One other thing that you can do is to reduce the guide rate to lower than 0.5x sidereal. This again is from looking at the sawtooth. Note that the amplitude of the sawtooth is basically the guide error. And by reducing the guide rate, you also reduce the sawtooth's amplitude (the sawtooth amplitude is reduced too by decreasing the guide exposure time -- that is why it is imperative to use 2 FPS [0.5 second guide exposure]).
The RainbowAstro protocol allows you to tune the guide rate to a resolution of 0.01x sidereal rate. However, if you are using ASIAIR, you only have the choices of 0.25x, 0.5x, 0.75x and 0.9x sidereal rate (the ASIAIR is designed by simpletons for use by simpletons). If your mount's error is small enough to use 0.25x, choose that. If it is not small enough, use something like 0.3x or 0.4x sidereal rate -- fall back to 0.5x on ASIAIR since you don't have a choice. Do not ever use guide rates of 0.75x or 0.9x sidereal rate, since you are just allowing the sawtooth amplitude to be high, and I do not know of a RainbowAstro mount that requires that much correction within 0.5 seconds.

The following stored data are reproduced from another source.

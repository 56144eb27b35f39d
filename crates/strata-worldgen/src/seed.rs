//! Deterministic seeded generation utilities.
//!
//! Every level owns one [`NoiseSource`] and one [`LevelRng`], both derived solely
//! from the level seed. Independent noise fields share the single noise function
//! and are decorrelated by sampling it at different third-axis offsets
//! ([`ChannelOffsets`]).

use std::collections::hash_map::DefaultHasher;
use std::hash::{Hash, Hasher};

use noise::{NoiseFn, OpenSimplex};
use rand::{Rng, SeedableRng};
use rand_chacha::ChaCha8Rng;

// ---------------------------------------------------------------------------
// Seed derivation
// ---------------------------------------------------------------------------

/// Derive the seed of the level at `depth` from a world seed.
///
/// SipHash with fixed keys through [`DefaultHasher`], so the result is stable
/// across runs and threads of one build. The standard library does not promise
/// the same algorithm across Rust releases, so a toolchain upgrade may change
/// every derived seed.
pub fn derive_level_seed(world_seed: u64, depth: i32) -> u64 {
    let mut hasher = DefaultHasher::new();
    world_seed.hash(&mut hasher);
    depth.hash(&mut hasher);
    hasher.finish()
}

// ---------------------------------------------------------------------------
// RNG
// ---------------------------------------------------------------------------

/// The single pseudo-random stream used for every discrete decision of a level.
///
/// Draw order is part of the output: two streams built from the same seed and
/// consumed by the same sequence of calls yield identical values on every
/// platform.
#[derive(Clone, Debug)]
pub struct LevelRng {
    inner: ChaCha8Rng,
}

impl LevelRng {
    /// Create the stream for a level seed.
    pub fn new(seed: u64) -> Self {
        Self {
            inner: ChaCha8Rng::seed_from_u64(seed),
        }
    }

    /// Uniform integer in `[0, bound)`.
    ///
    /// # Panics
    ///
    /// Panics if `bound` is zero. Every caller derives `bound` from a count
    /// that is at least one.
    #[inline]
    pub fn next_int(&mut self, bound: u32) -> u32 {
        self.inner.random_range(0..bound)
    }

    /// Uniform real in `[0, 1)`.
    #[inline]
    pub fn next_f64(&mut self) -> f64 {
        self.inner.random::<f64>()
    }

    /// Fair coin flip.
    #[inline]
    pub fn next_bool(&mut self) -> bool {
        self.inner.random::<bool>()
    }
}

// ---------------------------------------------------------------------------
// Noise
// ---------------------------------------------------------------------------

/// Fold a 64-bit level seed into the 32-bit seed the noise crate accepts.
pub fn noise_seed(seed: u64) -> u32 {
    (seed ^ (seed >> 32)) as u32
}

/// 3D coherent noise seeded once per level.
///
/// Output lies roughly in `[-1, 1]`.
pub struct NoiseSource {
    noise: OpenSimplex,
}

impl NoiseSource {
    pub fn new(seed: u64) -> Self {
        Self {
            noise: OpenSimplex::new(noise_seed(seed)),
        }
    }

    /// Sample the field at `(x, y)` on the channel selected by `channel`.
    #[inline]
    pub fn sample(&self, x: f64, y: f64, channel: f64) -> f64 {
        self.noise.get([x, y, channel])
    }
}

/// Per-run channel offsets for the four base fields, drawn once and reused for
/// every cell.
#[derive(Clone, Copy, Debug, PartialEq)]
pub struct ChannelOffsets {
    pub height: f64,
    pub roughness: f64,
    pub terrain: f64,
    pub biome: f64,
}

impl ChannelOffsets {
    /// Range of each offset: `[0, CHANNEL_SPAN)`.
    pub const CHANNEL_SPAN: f64 = 1024.0;

    /// Draw the offsets in the order height, roughness, terrain, biome.
    pub fn draw(rng: &mut LevelRng) -> Self {
        let height = rng.next_f64() * Self::CHANNEL_SPAN;
        let roughness = rng.next_f64() * Self::CHANNEL_SPAN;
        let terrain = rng.next_f64() * Self::CHANNEL_SPAN;
        let biome = rng.next_f64() * Self::CHANNEL_SPAN;
        Self {
            height,
            roughness,
            terrain,
            biome,
        }
    }
}

#[cfg(test)]
mod tests {
    use super::*;

    #[test]
    fn test_rng_sequences_match_for_same_seed() {
        let mut a = LevelRng::new(42);
        let mut b = LevelRng::new(42);
        for _ in 0..1000 {
            assert_eq!(a.next_int(97), b.next_int(97));
            assert_eq!(a.next_f64().to_bits(), b.next_f64().to_bits());
            assert_eq!(a.next_bool(), b.next_bool());
        }
    }

    #[test]
    fn test_rng_ranges() {
        let mut rng = LevelRng::new(3);
        for _ in 0..10_000 {
            assert!(rng.next_int(4) < 4);
            let f = rng.next_f64();
            assert!((0.0..1.0).contains(&f), "next_f64 out of range: {f}");
        }
        for _ in 0..100 {
            assert_eq!(rng.next_int(1), 0, "[0, 1) only contains 0");
        }
    }

    #[test]
    fn test_rng_different_seeds_diverge() {
        let mut a = LevelRng::new(1);
        let mut b = LevelRng::new(2);
        let same = (0..64).filter(|_| a.next_f64() == b.next_f64()).count();
        assert!(same < 64, "Different seeds should not produce identical streams");
    }

    #[test]
    fn test_level_seeds_stable_and_distinct_per_depth() {
        assert_eq!(derive_level_seed(42, -1), derive_level_seed(42, -1));
        let seeds: Vec<u64> = (-3..=1).map(|d| derive_level_seed(42, d)).collect();
        for (i, a) in seeds.iter().enumerate() {
            for b in &seeds[i + 1..] {
                assert_ne!(a, b, "depths must not share a seed");
            }
        }
        assert_ne!(derive_level_seed(42, 0), derive_level_seed(43, 0));
    }

    #[test]
    fn test_noise_seed_folds_high_bits() {
        assert_ne!(noise_seed(1), noise_seed(1 | (1 << 40)));
        assert_eq!(noise_seed(0), 0);
    }

    #[test]
    fn test_noise_deterministic_and_bounded() {
        let a = NoiseSource::new(99);
        let b = NoiseSource::new(99);
        for i in 0..200 {
            let x = i as f64 * 0.37;
            let y = i as f64 * 0.11;
            let va = a.sample(x, y, 512.0);
            assert_eq!(va.to_bits(), b.sample(x, y, 512.0).to_bits());
            assert!(va.is_finite() && va.abs() <= 1.5, "noise {va} far outside [-1, 1]");
        }
    }

    #[test]
    fn test_channels_decorrelate() {
        let noise = NoiseSource::new(5);
        let differs = (0..100)
            .map(|i| i as f64 * 0.5 + 0.25)
            .any(|x| (noise.sample(x, x, 10.0) - noise.sample(x, x, 700.0)).abs() > 1e-6);
        assert!(differs, "Distinct channel offsets should sample distinct fields");
    }

    #[test]
    fn test_channel_offsets_drawn_in_range() {
        let mut rng = LevelRng::new(11);
        let offsets = ChannelOffsets::draw(&mut rng);
        for v in [offsets.height, offsets.roughness, offsets.terrain, offsets.biome] {
            assert!((0.0..ChannelOffsets::CHANNEL_SPAN).contains(&v));
        }
        let mut replay = LevelRng::new(11);
        assert_eq!(ChannelOffsets::draw(&mut replay), offsets);
    }
}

If your RST-300 mount's characteristics is similar to my two RST-135 mounts, you can get away with a guide rate of 0.25x sidereal (but the PE slopes are too large to work with 0.15x sidereal). And even with that slow 0.25x sidereal guide rate, I can set still the RA and declination pulses to be no more than 150 to 180 milliseconds each. Those durations are enough to correct for the periodic error slopes of my RST-135 gears. Since RainbowAstro guide pulses are sequential, be sure that N+M is less than 0.5 seconds when you are using 0.5 second exposure, where N and M are the max pulse durations. If that property is not maintained, there will be total corrections that take longer than your exposure time and the latency of an entire extra guide exposure occurs (i.e., an extra 0.5 second worth of uncorrected tracking).